Phi-2 is designed as a general-purpose language model, with strengths in question answering, multi-turn chat, and code generation. Its underlying training corpus and architecture facilitate high performance in educational settings, research exploration, and development scenarios requiring reasoning or code synthesis. Typical applications include providing concise answers to direct questions, participating in conversational dialogue, and generating code—most notably in Python, as Python was predominant in the coding subset of the training data.
The model is also intended as a platform for studying methods for safe deployment of language models, especially with respect to minimizing toxicity, reducing societal biases, and addressing controllability. As an open research tool, Phi-2 supports investigation into the technical and ethical challenges of deploying SLMs with robust and responsible behaviors.
Limitations and Safety Considerations
Despite its capabilities, Phi-2 carries important limitations common to base language models. It may generate inaccurate factual statements or code, and its responses have not been instruction-tuned, which can lead to errors when handling nuanced or complex prompts. The model’s code generation is predominantly in Python, with limited reliability outside standard library and common packages; verification is recommended when using outputs for less common tasks or languages.

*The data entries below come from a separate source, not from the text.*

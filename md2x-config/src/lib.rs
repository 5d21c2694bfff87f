//! Shared configuration loader for the md2x toolchain.
//!
//! `defaults/md2x.default.toml` is embedded into every binary so that docs and
//! runtime behavior stay in sync. Applications layer user-specific files on top
//! of those defaults via [`Loader`] before deserializing into [`Md2xConfig`].

use config::builder::DefaultState;
use config::{Config, ConfigBuilder, File, FileFormat, ValueKind};
use md2x_engine::{CodeStyle, ConvertOptions, Glyphs, Mode};
use serde::Deserialize;
use std::path::Path;

pub use config::ConfigError;

const DEFAULT_TOML: &str = include_str!("../defaults/md2x.default.toml");

/// Name of the optional project-level configuration file.
pub const PROJECT_CONFIG_FILE: &str = "md2x.toml";

/// Top-level configuration consumed by md2x applications.
#[derive(Debug, Clone, Deserialize)]
pub struct Md2xConfig {
    pub convert: ConvertConfig,
    pub thread: ThreadConfig,
    pub glyphs: Glyphs,
}

/// Conversion knobs shared by both output modes.
#[derive(Debug, Clone, Deserialize)]
pub struct ConvertConfig {
    pub mode: Mode,
    pub keep_links: bool,
    pub code_style: CodeStyle,
}

/// Thread mode knobs.
#[derive(Debug, Clone, Deserialize)]
pub struct ThreadConfig {
    pub max_length: usize,
    pub output: ThreadOutput,
}

/// How thread segments are serialized by the CLI.
#[derive(Debug, Clone, Copy, PartialEq, Eq, Deserialize)]
pub enum ThreadOutput {
    #[serde(rename = "json")]
    Json,
    #[serde(rename = "numbered")]
    Numbered,
}

impl From<&Md2xConfig> for ConvertOptions {
    fn from(config: &Md2xConfig) -> Self {
        ConvertOptions {
            mode: config.convert.mode,
            keep_links: config.convert.keep_links,
            code_style: config.convert.code_style,
            max_length: config.thread.max_length,
            glyphs: config.glyphs.clone(),
        }
    }
}

impl From<Md2xConfig> for ConvertOptions {
    fn from(config: Md2xConfig) -> Self {
        ConvertOptions {
            mode: config.convert.mode,
            keep_links: config.convert.keep_links,
            code_style: config.convert.code_style,
            max_length: config.thread.max_length,
            glyphs: config.glyphs,
        }
    }
}

/// Helper for layering user overrides over the built-in defaults.
#[derive(Debug, Clone)]
pub struct Loader {
    builder: ConfigBuilder<DefaultState>,
}

impl Loader {
    /// Start a loader seeded with the embedded defaults.
    pub fn new() -> Self {
        let builder = Config::builder().add_source(File::from_str(DEFAULT_TOML, FileFormat::Toml));
        Self { builder }
    }

    /// Layer a configuration file. Missing files trigger an error.
    pub fn with_file(mut self, path: impl AsRef<Path>) -> Self {
        let source = File::from(path.as_ref())
            .format(FileFormat::Toml)
            .required(true);
        self.builder = self.builder.add_source(source);
        self
    }

    /// Layer an optional configuration file (ignored if the file is absent).
    pub fn with_optional_file(mut self, path: impl AsRef<Path>) -> Self {
        let source = File::from(path.as_ref())
            .format(FileFormat::Toml)
            .required(false);
        self.builder = self.builder.add_source(source);
        self
    }

    /// Apply a single key/value override (useful for CLI settings).
    pub fn set_override<I>(mut self, key: &str, value: I) -> Result<Self, ConfigError>
    where
        I: Into<ValueKind>,
    {
        self.builder = self.builder.set_override(key, value)?;
        Ok(self)
    }

    /// Finalize the builder and deserialize the resulting configuration.
    pub fn build(self) -> Result<Md2xConfig, ConfigError> {
        self.builder.build()?.try_deserialize()
    }
}

impl Default for Loader {
    fn default() -> Self {
        Self::new()
    }
}

/// Convenience helper for callers that only need the defaults.
pub fn load_defaults() -> Result<Md2xConfig, ConfigError> {
    Loader::new().build()
}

Phi-2’s responses are primarily optimized for standard English. Informal English, slang, and other languages may result in misunderstanding or lower quality outputs. While careful filtering and "textbook-quality" bias mitigation strategies were applied during training, the model can still exhibit societal biases or generate toxic content if explicitly prompted, as evidenced by ToxiGen benchmark evaluations.
Phi-2’s safety evaluation on the ToxiGen benchmark (green) versus Phi-1.5 (blue) and Llama-2 7B (gray) across demographic and condition-based categories.
As a research release, Phi-2 is not recommended for production use without additional safety and accuracy evaluations, as outlined on the model documentation.
Development History and Model Family
Phi-2 is the third major release in the Phi series, following Phi-1 and Phi-1.5. Phi-1 established a strong baseline in Python coding tasks, while Phi-1.5 expanded coverage to general reasoning and language comprehension, leveraging "textbook-quality" data. Phi-2 builds upon its predecessor by integrating scaled knowledge transfer and enhancing benchmark performance through improvements in data quality, filtering, and training efficiency. The culmination of these developments was formally announced at Microsoft Ignite 2023.
The Phi-2 model is licensed under the MIT license, promoting broad research and development use.